Instructions to follow:
Your answer should hold exactly the lines from the line containing "let is_negated = (i" through the end of the entries that follow.

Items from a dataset
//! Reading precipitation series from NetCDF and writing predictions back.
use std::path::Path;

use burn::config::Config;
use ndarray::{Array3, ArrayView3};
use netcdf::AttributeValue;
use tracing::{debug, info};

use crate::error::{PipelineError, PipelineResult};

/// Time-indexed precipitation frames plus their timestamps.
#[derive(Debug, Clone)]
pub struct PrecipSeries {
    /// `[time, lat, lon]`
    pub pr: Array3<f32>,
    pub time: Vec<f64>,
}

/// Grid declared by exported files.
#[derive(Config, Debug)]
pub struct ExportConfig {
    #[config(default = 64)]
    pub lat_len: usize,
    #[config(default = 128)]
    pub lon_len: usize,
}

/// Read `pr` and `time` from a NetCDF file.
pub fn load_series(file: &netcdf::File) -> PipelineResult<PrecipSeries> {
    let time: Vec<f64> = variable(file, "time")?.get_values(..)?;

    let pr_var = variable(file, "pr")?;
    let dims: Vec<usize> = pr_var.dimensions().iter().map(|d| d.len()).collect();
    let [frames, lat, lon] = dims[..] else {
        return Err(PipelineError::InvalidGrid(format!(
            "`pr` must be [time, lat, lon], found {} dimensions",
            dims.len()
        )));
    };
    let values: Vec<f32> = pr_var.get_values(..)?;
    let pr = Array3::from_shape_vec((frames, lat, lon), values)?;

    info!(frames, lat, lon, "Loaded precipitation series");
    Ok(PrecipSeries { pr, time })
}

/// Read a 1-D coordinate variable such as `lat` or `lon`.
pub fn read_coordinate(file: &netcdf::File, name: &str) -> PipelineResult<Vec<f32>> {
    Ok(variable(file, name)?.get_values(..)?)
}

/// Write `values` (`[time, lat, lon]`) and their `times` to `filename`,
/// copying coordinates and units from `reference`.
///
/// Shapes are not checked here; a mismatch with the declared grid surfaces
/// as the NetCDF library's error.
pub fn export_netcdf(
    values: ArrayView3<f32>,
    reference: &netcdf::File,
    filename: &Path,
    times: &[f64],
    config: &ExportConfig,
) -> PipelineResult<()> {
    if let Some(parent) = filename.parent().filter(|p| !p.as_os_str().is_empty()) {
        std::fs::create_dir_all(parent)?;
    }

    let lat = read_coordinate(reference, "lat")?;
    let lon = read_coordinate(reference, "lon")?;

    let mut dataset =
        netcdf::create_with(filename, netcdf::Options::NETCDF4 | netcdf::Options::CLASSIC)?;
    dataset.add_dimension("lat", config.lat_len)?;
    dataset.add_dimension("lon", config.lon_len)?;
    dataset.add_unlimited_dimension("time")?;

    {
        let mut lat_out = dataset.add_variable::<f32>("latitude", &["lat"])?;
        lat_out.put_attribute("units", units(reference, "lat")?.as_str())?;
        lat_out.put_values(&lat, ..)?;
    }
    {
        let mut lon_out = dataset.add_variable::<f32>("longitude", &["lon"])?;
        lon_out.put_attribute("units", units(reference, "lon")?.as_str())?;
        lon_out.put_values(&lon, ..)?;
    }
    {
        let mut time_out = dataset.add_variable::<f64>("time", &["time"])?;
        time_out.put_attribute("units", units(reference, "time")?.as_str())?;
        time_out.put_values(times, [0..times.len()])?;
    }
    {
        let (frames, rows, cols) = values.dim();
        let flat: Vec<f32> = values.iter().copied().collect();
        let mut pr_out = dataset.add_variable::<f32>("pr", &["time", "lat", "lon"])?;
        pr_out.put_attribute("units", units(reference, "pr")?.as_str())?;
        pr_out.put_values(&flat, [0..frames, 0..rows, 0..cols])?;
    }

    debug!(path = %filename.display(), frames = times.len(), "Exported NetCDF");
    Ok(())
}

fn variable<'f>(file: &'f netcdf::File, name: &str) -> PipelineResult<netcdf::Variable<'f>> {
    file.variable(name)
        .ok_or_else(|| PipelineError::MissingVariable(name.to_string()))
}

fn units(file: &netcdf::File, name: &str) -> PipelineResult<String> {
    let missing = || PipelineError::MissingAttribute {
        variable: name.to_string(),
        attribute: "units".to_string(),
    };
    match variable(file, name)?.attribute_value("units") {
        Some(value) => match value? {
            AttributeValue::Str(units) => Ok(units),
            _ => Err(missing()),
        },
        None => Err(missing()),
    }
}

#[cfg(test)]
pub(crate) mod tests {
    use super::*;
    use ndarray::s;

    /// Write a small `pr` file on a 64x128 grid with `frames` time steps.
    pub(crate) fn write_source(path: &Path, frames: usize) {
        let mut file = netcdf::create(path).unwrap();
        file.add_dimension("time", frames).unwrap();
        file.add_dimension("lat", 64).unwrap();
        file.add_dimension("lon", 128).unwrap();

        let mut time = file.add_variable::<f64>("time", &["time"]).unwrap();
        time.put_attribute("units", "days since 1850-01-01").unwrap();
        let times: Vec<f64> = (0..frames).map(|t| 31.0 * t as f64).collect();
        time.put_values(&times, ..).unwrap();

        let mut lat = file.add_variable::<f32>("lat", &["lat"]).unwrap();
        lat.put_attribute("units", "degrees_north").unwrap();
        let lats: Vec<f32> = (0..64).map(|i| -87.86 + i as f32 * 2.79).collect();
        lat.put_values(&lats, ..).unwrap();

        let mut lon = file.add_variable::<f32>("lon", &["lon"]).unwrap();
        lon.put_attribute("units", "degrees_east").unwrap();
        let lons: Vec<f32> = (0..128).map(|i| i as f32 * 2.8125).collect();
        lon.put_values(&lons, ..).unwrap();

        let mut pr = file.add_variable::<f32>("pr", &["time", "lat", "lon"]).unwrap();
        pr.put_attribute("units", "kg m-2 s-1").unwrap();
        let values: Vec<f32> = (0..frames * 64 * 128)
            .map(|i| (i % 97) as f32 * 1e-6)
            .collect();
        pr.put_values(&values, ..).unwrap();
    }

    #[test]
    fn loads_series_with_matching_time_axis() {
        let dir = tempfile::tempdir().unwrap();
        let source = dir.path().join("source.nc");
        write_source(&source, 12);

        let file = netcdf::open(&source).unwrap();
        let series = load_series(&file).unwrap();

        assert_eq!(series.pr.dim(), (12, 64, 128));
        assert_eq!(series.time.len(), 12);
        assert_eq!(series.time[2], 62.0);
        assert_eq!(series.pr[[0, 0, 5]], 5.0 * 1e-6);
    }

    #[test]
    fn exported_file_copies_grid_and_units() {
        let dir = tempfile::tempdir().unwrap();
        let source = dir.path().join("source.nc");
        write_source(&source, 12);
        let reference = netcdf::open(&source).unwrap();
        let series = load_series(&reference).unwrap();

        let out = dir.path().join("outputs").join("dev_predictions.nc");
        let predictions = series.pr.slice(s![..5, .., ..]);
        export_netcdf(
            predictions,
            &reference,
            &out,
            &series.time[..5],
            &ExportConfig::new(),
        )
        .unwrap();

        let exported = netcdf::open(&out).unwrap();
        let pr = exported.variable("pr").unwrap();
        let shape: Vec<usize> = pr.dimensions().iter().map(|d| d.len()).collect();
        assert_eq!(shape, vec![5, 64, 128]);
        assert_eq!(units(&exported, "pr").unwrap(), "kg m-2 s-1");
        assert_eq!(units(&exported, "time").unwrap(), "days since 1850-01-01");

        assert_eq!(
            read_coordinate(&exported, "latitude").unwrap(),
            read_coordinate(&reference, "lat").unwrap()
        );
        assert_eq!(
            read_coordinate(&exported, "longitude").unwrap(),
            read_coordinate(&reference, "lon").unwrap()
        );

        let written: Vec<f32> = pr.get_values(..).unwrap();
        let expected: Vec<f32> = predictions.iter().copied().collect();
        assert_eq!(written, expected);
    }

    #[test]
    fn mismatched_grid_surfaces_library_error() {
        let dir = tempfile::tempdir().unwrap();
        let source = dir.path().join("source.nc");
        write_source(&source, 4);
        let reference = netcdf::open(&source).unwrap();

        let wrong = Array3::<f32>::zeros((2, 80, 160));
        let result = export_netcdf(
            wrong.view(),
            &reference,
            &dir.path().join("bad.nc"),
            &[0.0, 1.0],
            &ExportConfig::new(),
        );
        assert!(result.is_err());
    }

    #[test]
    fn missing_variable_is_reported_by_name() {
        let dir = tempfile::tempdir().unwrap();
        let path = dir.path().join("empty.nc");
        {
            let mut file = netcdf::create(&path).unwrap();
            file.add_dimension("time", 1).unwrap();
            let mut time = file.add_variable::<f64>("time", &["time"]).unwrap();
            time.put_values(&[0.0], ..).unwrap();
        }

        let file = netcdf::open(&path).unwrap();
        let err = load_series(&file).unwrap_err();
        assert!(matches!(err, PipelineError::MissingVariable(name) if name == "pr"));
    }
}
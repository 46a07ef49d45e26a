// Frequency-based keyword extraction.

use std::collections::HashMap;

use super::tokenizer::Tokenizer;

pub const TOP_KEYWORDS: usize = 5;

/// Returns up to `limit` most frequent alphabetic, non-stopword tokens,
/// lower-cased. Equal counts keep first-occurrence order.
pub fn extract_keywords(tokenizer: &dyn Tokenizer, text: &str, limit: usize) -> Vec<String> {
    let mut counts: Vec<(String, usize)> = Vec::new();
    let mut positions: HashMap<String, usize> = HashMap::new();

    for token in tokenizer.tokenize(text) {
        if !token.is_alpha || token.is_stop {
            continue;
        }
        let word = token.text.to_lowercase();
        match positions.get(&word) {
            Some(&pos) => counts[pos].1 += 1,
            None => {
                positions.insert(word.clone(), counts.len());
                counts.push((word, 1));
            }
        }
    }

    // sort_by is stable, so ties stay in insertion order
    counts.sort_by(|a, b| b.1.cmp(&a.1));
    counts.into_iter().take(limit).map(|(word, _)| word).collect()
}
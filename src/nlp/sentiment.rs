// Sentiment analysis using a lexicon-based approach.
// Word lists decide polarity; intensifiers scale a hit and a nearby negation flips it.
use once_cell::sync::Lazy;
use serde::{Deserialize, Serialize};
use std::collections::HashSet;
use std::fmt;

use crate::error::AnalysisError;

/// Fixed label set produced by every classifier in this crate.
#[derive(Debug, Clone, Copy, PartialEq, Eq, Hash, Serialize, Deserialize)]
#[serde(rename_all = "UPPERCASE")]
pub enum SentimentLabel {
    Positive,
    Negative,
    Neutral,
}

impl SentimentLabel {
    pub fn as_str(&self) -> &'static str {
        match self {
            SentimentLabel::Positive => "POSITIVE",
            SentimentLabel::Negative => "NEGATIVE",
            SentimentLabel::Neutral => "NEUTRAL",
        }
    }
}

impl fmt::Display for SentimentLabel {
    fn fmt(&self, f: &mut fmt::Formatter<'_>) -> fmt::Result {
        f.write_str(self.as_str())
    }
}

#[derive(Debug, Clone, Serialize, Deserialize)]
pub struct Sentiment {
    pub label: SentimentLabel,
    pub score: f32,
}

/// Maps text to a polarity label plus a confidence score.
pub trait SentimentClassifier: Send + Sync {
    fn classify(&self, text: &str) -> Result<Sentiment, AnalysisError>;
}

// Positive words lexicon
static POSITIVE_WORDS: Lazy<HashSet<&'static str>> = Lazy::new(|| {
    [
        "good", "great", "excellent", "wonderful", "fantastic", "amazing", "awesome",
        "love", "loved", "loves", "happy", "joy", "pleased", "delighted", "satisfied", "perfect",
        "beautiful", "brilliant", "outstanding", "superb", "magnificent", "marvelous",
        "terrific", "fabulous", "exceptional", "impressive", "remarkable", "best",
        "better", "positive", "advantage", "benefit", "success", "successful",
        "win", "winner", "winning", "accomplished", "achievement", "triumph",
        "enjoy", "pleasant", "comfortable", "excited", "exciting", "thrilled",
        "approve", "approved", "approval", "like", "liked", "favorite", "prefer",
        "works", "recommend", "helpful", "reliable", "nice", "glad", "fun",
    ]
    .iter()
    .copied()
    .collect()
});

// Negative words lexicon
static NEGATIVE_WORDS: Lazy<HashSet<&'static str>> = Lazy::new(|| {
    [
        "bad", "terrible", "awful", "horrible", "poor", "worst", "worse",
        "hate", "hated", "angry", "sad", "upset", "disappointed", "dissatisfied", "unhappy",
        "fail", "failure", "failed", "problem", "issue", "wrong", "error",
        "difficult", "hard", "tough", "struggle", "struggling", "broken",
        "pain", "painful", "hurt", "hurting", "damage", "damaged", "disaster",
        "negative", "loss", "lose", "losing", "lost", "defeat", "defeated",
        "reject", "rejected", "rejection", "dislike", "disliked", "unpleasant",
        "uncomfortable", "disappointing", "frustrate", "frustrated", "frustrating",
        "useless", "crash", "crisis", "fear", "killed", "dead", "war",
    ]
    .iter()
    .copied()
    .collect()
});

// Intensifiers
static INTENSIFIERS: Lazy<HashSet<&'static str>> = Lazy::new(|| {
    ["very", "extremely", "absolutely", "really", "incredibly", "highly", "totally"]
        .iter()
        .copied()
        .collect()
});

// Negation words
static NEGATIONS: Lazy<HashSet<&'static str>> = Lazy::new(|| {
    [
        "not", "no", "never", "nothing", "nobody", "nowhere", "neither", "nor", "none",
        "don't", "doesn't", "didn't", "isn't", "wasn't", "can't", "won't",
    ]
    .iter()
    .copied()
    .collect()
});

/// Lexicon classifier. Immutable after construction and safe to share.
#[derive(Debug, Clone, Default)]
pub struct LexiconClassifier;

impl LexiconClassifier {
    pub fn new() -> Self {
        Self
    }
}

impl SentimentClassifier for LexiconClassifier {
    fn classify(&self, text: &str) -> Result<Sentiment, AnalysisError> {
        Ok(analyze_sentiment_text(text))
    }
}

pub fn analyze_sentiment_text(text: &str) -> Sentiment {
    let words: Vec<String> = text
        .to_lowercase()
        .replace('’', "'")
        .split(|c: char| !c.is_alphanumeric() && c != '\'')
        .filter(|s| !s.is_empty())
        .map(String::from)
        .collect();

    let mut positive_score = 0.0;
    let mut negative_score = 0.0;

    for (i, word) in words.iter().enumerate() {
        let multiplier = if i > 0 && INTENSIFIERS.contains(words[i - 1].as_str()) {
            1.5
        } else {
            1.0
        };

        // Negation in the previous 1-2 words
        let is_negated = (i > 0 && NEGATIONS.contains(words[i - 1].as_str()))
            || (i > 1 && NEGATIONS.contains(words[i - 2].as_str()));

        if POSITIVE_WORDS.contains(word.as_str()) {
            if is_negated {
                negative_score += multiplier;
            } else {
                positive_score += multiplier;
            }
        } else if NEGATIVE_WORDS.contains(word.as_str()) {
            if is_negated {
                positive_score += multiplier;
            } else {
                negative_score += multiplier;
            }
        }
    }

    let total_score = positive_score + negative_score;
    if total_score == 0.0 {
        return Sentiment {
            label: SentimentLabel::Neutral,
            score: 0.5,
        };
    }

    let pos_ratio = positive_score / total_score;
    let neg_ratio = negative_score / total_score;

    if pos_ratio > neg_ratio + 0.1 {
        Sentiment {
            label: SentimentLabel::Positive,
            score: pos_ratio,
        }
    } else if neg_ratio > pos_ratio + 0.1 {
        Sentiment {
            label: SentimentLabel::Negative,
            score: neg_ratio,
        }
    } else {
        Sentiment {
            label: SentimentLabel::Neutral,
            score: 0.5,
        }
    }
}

Completed exercise:
        let is_negated = (i > 0 && NEGATIONS.contains(words[i - 1].as_str()))
            || (i > 1 && NEGATIONS.contains(words[i - 2].as_str()));

        if POSITIVE_WORDS.contains(word.as_str()) {
            if is_negated {
                negative_score += multiplier;
            } else {
                positive_score += multiplier;
            }
        } else if NEGATIVE_WORDS.contains(word.as_str()) {
            if is_negated {
                positive_score += multiplier;
            } else {
                negative_score += multiplier;
            }
        }
    }

    let total_score = positive_score + negative_score;
    if total_score == 0.0 {
        return Sentiment {
            label: SentimentLabel::Neutral,
            score: 0.5,
        };
    }

    let pos_ratio = positive_score / total_score;
    let neg_ratio = negative_score / total_score;

    if pos_ratio > neg_ratio + 0.1 {
        Sentiment {
            label: SentimentLabel::Positive,
            score: pos_ratio,
        }
    } else if neg_ratio > pos_ratio + 0.1 {
        Sentiment {
            label: SentimentLabel::Negative,
            score: neg_ratio,
        }
    } else {
        Sentiment {
            label: SentimentLabel::Neutral,
            score: 0.5,
        }
    }
}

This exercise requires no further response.